Annie Morrill Smith (February 13, 1856 – November 11, 1946) was an American botanist and bryologist from Brooklyn. She was a largely self-taught amateur who became important to the Sullivant Moss Society. From 1906 to 1911 she acted as the sole editor of The Bryologist. She also published a number of important genealogical books. Born Annie Elizabeth Morrill, she was a daughter of Cynthia (Langdon) and Henry Edwin Morrill, M.D. She was educated at Packer Collegiate Institute, and in 1880 married Hugh Montgomery Smith, a physician who died unexpectedly in 1897.

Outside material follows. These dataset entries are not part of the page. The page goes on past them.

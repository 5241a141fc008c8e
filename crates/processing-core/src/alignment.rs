//! Pairing pan plan entries with audio clips.
//!
//! Dialogues without a bounding box produce no plan entry, so the plan and
//! the audio list can drift apart when they are collected independently.
//! The pairing policy decides whether that is fatal.

use pagepan_common::config::AlignmentPolicy;
use pagepan_common::error::{PagepanError, PagepanResult};
use pagepan_project_model::plan::PanPlanEntry;

/// Pair plan entries with audio clips in order.
///
/// With [`AlignmentPolicy::Truncate`] a length mismatch is logged and both
/// lists are cut to the shorter length. With [`AlignmentPolicy::Strict`] it
/// is an [`PagepanError::AlignmentMismatch`].
pub fn align<A>(
    entries: Vec<PanPlanEntry>,
    audio: Vec<A>,
    policy: AlignmentPolicy,
) -> PagepanResult<Vec<(PanPlanEntry, A)>> {
    let (plan_len, audio_len) = (entries.len(), audio.len());

    if plan_len != audio_len {
        match policy {
            AlignmentPolicy::Strict => {
                return Err(PagepanError::AlignmentMismatch {
                    plan_len,
                    audio_len,
                });
            }
            AlignmentPolicy::Truncate => {
                tracing::warn!(
                    plan_len,
                    audio_len,
                    kept = plan_len.min(audio_len),
                    "Pan plan and audio list differ in length, truncating to the shorter"
                );
            }
        }
    }

    Ok(entries.into_iter().zip(audio).collect())
}
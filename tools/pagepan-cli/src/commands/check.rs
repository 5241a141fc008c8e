//! Check encoder availability.

use pagepan_common::config::RenderConfig;
use pagepan_render_engine::ffmpeg::command_exists;

pub fn run(config: &RenderConfig) -> anyhow::Result<()> {
    println!("PagePan System Check");
    println!("{}", "=".repeat(50));

    let mut missing = 0;
    for binary in [&config.encoder.ffmpeg_bin, &config.encoder.ffprobe_bin] {
        if command_exists(binary) {
            println!("[OK] {binary}");
        } else {
            println!("[MISSING] {binary}");
            missing += 1;
        }
    }

    println!(
        "     Output: {}x{} @ {}fps, {} ({})",
        config.viewport.width,
        config.viewport.height,
        config.encoder.fps,
        config.encoder.vcodec,
        config.encoder.pix_fmt
    );
    if config.encoder.vcodec.ends_with("_nvenc") {
        println!("     Note: {} needs an NVIDIA GPU and driver.", config.encoder.vcodec);
    }

    println!();
    if missing == 0 {
        println!("Encoder is available. PagePan is ready.");
        Ok(())
    } else {
        anyhow::bail!("{missing} required binary(ies) not found")
    }
}
//! Pan planning: the "Balloon-to-Offset" algorithm.
//!
//! Turns per-dialogue bounding boxes into a sequence of vertical camera
//! offsets over a page scaled to the output width.
//!
//! # Algorithm
//!
//! 1. **Filter** dialogues without a bounding box.
//! 2. **Scale** the page: `scaled_h = floor(raw_h * plan_w / raw_w)` and
//!    `max_offset = max(0, scaled_h - viewport_h)`.
//! 3. **First dialogue** sits `floor(viewport_h * first_dialog_margin_pct)`
//!    below the top of the frame.
//! 4. **Later dialogues** already inside the frame (above the current offset)
//!    keep the camera still; otherwise the camera advances so the dialogue
//!    sits `safe_margin` below the top edge.
//! 5. **Clamp** to `[current, max_offset]` so the camera never leaves the
//!    page and never pans back up.

use pagepan_common::config::ViewportConfig;
use pagepan_common::error::{PagepanError, PagepanResult};
use pagepan_project_model::document::DialogueUnit;
use pagepan_project_model::layout::{max_offset, scale_position, scaled_height};
use pagepan_project_model::plan::{PanPlan, PanPlanEntry};

/// Framing parameters for the planner.
#[derive(Debug, Clone, Copy, PartialEq)]
pub struct PlannerConfig {
    /// Gap kept above each later dialogue when the camera advances (pixels).
    pub safe_margin: u32,

    /// Gap above the first dialogue, as a fraction of viewport height.
    pub first_dialog_margin_pct: f64,
}

impl Default for PlannerConfig {
    fn default() -> Self {
        Self {
            safe_margin: 200,
            first_dialog_margin_pct: 0.02,
        }
    }
}

impl From<&ViewportConfig> for PlannerConfig {
    fn from(config: &ViewportConfig) -> Self {
        Self {
            safe_margin: config.safe_margin,
            first_dialog_margin_pct: config.first_dialog_margin_pct,
        }
    }
}

/// Page and frame dimensions a plan is computed against.
#[derive(Debug, Clone, Copy, PartialEq, Eq)]
pub struct PlanGeometry {
    pub raw_width: u32,
    pub raw_height: u32,

    /// Width the page is scaled to before cropping.
    pub plan_width: u32,

    /// Height of the crop window.
    pub viewport_height: u32,
}

impl PlanGeometry {
    fn validate(&self) -> PagepanResult<()> {
        if self.raw_width == 0 || self.raw_height == 0 {
            return Err(PagepanError::invalid_geometry(format!(
                "raw image must be non-empty (got {}x{})",
                self.raw_width, self.raw_height
            )));
        }
        if self.plan_width == 0 || self.viewport_height == 0 {
            return Err(PagepanError::invalid_geometry(format!(
                "viewport must be non-empty (got {}x{})",
                self.plan_width, self.viewport_height
            )));
        }
        Ok(())
    }
}

/// The pan planner. Stateless; `plan` is a pure function of its inputs.
#[derive(Debug, Clone)]
pub struct PanPlanner {
    config: PlannerConfig,
}

impl PanPlanner {
    /// Create a new planner with the given configuration.
    pub fn new(config: PlannerConfig) -> Self {
        Self { config }
    }

    /// Create a planner with default configuration.
    pub fn with_defaults() -> Self {
        Self::new(PlannerConfig::default())
    }

    pub fn config(&self) -> &PlannerConfig {
        &self.config
    }

    /// Compute the pan plan for dialogues in reading order.
    ///
    /// Dialogues without a bounding box produce no entry. An empty result is
    /// not an error here; callers decide what a page without dialogue means.
    pub fn plan(&self, dialogues: &[DialogueUnit], geometry: PlanGeometry) -> PagepanResult<PanPlan> {
        geometry.validate()?;
        let pct = self.config.first_dialog_margin_pct;
        if !(0.0..=1.0).contains(&pct) {
            return Err(PagepanError::invalid_geometry(format!(
                "first dialogue margin {pct} is outside [0, 1]"
            )));
        }

        let scaled_h = scaled_height(geometry.raw_width, geometry.raw_height, geometry.plan_width)?;
        let max_off = max_offset(scaled_h, geometry.viewport_height);
        let first_margin = (f64::from(geometry.viewport_height) * pct).floor() as u32;

        let mut entries = Vec::with_capacity(dialogues.len());
        let mut current: Option<u32> = None;

        for dialogue in dialogues {
            let Some(bbox) = dialogue.bbox else {
                tracing::trace!(id = %dialogue.id, "Dialogue has no bounding box, skipping");
                continue;
            };

            let y_scaled = scale_position(bbox.top_px(), geometry.raw_width, geometry.plan_width)?;

            let offset = match current {
                None => y_scaled.saturating_sub(first_margin),
                Some(cur) if y_scaled < cur => cur,
                Some(cur) => y_scaled.saturating_sub(self.config.safe_margin).max(cur),
            };
            let offset = offset.min(max_off);

            tracing::trace!(id = %dialogue.id, y_scaled, offset, "Planned dialogue");
            entries.push(PanPlanEntry::dialogue(dialogue.id.clone(), offset));
            current = Some(offset);
        }

        tracing::debug!(
            dialogues = dialogues.len(),
            entries = entries.len(),
            scaled_height = scaled_h,
            max_offset = max_off,
            "Pan plan computed"
        );

        Ok(PanPlan::new(scaled_h, max_off, entries))
    }
}

/// Compute a pan plan from flat parameters.
///
/// Equivalent to `PanPlanner::new(..).plan(..)` with the page scaled to
/// `viewport_w`.
pub fn compute_plan(
    dialogues: &[DialogueUnit],
    raw_w: u32,
    raw_h: u32,
    viewport_w: u32,
    viewport_h: u32,
    safe_margin: u32,
    first_dialog_margin_pct: f64,
) -> PagepanResult<PanPlan> {
    PanPlanner::new(PlannerConfig {
        safe_margin,
        first_dialog_margin_pct,
    })
    .plan(
        dialogues,
        PlanGeometry {
            raw_width: raw_w,
            raw_height: raw_h,
            plan_width: viewport_w,
            viewport_height: viewport_h,
        },
    )
}

#[cfg(test)]
mod tests {
    use super::*;
    use pagepan_project_model::document::{BoundingBox, DialogueId};

    fn boxed(ids_and_tops: &[(i64, i64)]) -> Vec<DialogueUnit> {
        ids_and_tops
            .iter()
            .map(|&(id, y1)| DialogueUnit::boxed(id, y1))
            .collect()
    }

    #[test]
    fn test_reference_scenario_clamps_to_max_offset() {
        let plan = compute_plan(&boxed(&[(0, 300)]), 1000, 2000, 1080, 1920, 200, 0.02).unwrap();
        assert_eq!(plan.scaled_height, 2160);
        assert_eq!(plan.max_offset, 240);
        assert_eq!(plan.offsets().collect::<Vec<_>>(), vec![240]);
    }

    #[test]
    fn test_dialogue_far_below_page_clamps_to_bottom() {
        let plan = compute_plan(&boxed(&[(0, 5_000_000_000)]), 1000, 2000, 1080, 1920, 200, 0.02).unwrap();
        assert_eq!(plan.offsets().collect::<Vec<_>>(), vec![240]);

        let plan = compute_plan(&boxed(&[(0, 100), (1, i64::MAX)]), 1000, 2000, 1080, 1920, 200, 0.02).unwrap();
        assert_eq!(plan.offsets().collect::<Vec<_>>(), vec![70, 240]);
    }

    #[test]
    fn test_first_dialogue_uses_first_margin() {
        // 4000px tall page: scaled to 4320, plenty of room.
        let plan = compute_plan(&boxed(&[(0, 1000)]), 1000, 4000, 1080, 1920, 200, 0.02).unwrap();
        // y_scaled = 1080, first margin = floor(38.4) = 38.
        assert_eq!(plan.entries()[0].offset, 1042);
    }

    #[test]
    fn test_later_dialogues_use_safe_margin() {
        let plan = compute_plan(
            &boxed(&[(0, 0), (1, 1000), (2, 2000)]),
            1000,
            4000,
            1080,
            1920,
            200,
            0.02,
        )
        .unwrap();
        // 1000 -> 1080 - 200 = 880; 2000 -> 2160 - 200 = 1960, clamp to 2400 not hit.
        assert_eq!(plan.offsets().collect::<Vec<_>>(), vec![0, 880, 1960]);
    }

    #[test]
    fn test_dialogue_above_camera_does_not_pan_back() {
        let plan = compute_plan(
            &boxed(&[(0, 2000), (1, 100)]),
            1000,
            4000,
            1080,
            1920,
            200,
            0.0,
        )
        .unwrap();
        let offsets: Vec<_> = plan.offsets().collect();
        assert_eq!(offsets[0], 2160);
        assert_eq!(offsets[1], 2160);
    }

    #[test]
    fn test_dialogue_just_below_camera_holds_position() {
        // Second dialogue is below the offset but within safe_margin of it:
        // y - safe_margin would move the camera up, so it holds instead.
        let plan = compute_plan(
            &boxed(&[(0, 1000), (1, 1050)]),
            1000,
            4000,
            1000,
            1920,
            200,
            0.0,
        )
        .unwrap();
        assert_eq!(plan.offsets().collect::<Vec<_>>(), vec![1000, 1000]);
    }

    #[test]
    fn test_top_dialogue_yields_zero() {
        for margin in [0, 50, 200, 5000] {
            let plan = compute_plan(&boxed(&[(0, 0)]), 1000, 3000, 1080, 1920, margin, 0.5).unwrap();
            assert_eq!(plan.entries()[0].offset, 0);
        }
    }

    #[test]
    fn test_missing_boxes_are_skipped() {
        let dialogues = vec![
            DialogueUnit::new(0i64, None),
            DialogueUnit::boxed(1i64, 500),
            DialogueUnit::new("narration", None),
        ];
        let plan = compute_plan(&dialogues, 1000, 4000, 1080, 1920, 200, 0.02).unwrap();
        assert_eq!(plan.len(), 1);
        assert_eq!(plan.entries()[0].dialogue_id(), Some(&DialogueId::Number(1)));
    }

    #[test]
    fn test_no_boxed_dialogues_gives_empty_plan() {
        let dialogues = vec![DialogueUnit::new(0i64, None)];
        let plan = compute_plan(&dialogues, 1000, 2000, 1080, 1920, 200, 0.02).unwrap();
        assert!(plan.is_empty());
        assert_eq!(plan.max_offset, 240);
    }

    #[test]
    fn test_short_page_pins_camera_to_top() {
        let plan = compute_plan(&boxed(&[(0, 900)]), 1000, 1000, 1080, 1920, 200, 0.02).unwrap();
        assert_eq!(plan.max_offset, 0);
        assert_eq!(plan.entries()[0].offset, 0);
    }

    #[test]
    fn test_zero_width_is_invalid_geometry() {
        let err = compute_plan(&boxed(&[(0, 10)]), 0, 2000, 1080, 1920, 200, 0.02).unwrap_err();
        assert!(matches!(err, PagepanError::InvalidGeometry { .. }));
    }

    #[test]
    fn test_margin_pct_out_of_range_is_invalid() {
        let err = compute_plan(&boxed(&[(0, 10)]), 1000, 2000, 1080, 1920, 200, 1.5).unwrap_err();
        assert!(matches!(err, PagepanError::InvalidGeometry { .. }));
    }

    #[test]
    fn test_negative_top_edge_treated_as_zero() {
        let dialogues = vec![DialogueUnit::new(
            0i64,
            Some(BoundingBox {
                x1: 0,
                y1: -40,
                x2: 10,
                y2: 10,
            }),
        )];
        let plan = compute_plan(&dialogues, 1000, 4000, 1080, 1920, 200, 0.02).unwrap();
        assert_eq!(plan.entries()[0].offset, 0);
    }

    #[test]
    fn test_planner_from_viewport_config() {
        let config = ViewportConfig {
            safe_margin: 120,
            first_dialog_margin_pct: 0.1,
            ..ViewportConfig::default()
        };
        let planner = PanPlanner::new(PlannerConfig::from(&config));
        assert_eq!(planner.config().safe_margin, 120);
        assert!((planner.config().first_dialog_margin_pct - 0.1).abs() < 1e-12);
    }
}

When she was young, Annie Morrill Smith had studied botany abroad, and became interested in bryophytes and lichens. She was acquainted with Elizabeth Gertrude Britton and Abel Joel Grout, cofounders of the Sullivant Moss Society. After her husband died, she became associate editor of The Bryologist, the publication of the Society. In 1905, she became the formal editor and served in this role until 1911. During this time she used much of her personal wealth to keep the Society solvent. She served as treasurer of the Society for 10 years; she was vice president for seven years; and president for two years. 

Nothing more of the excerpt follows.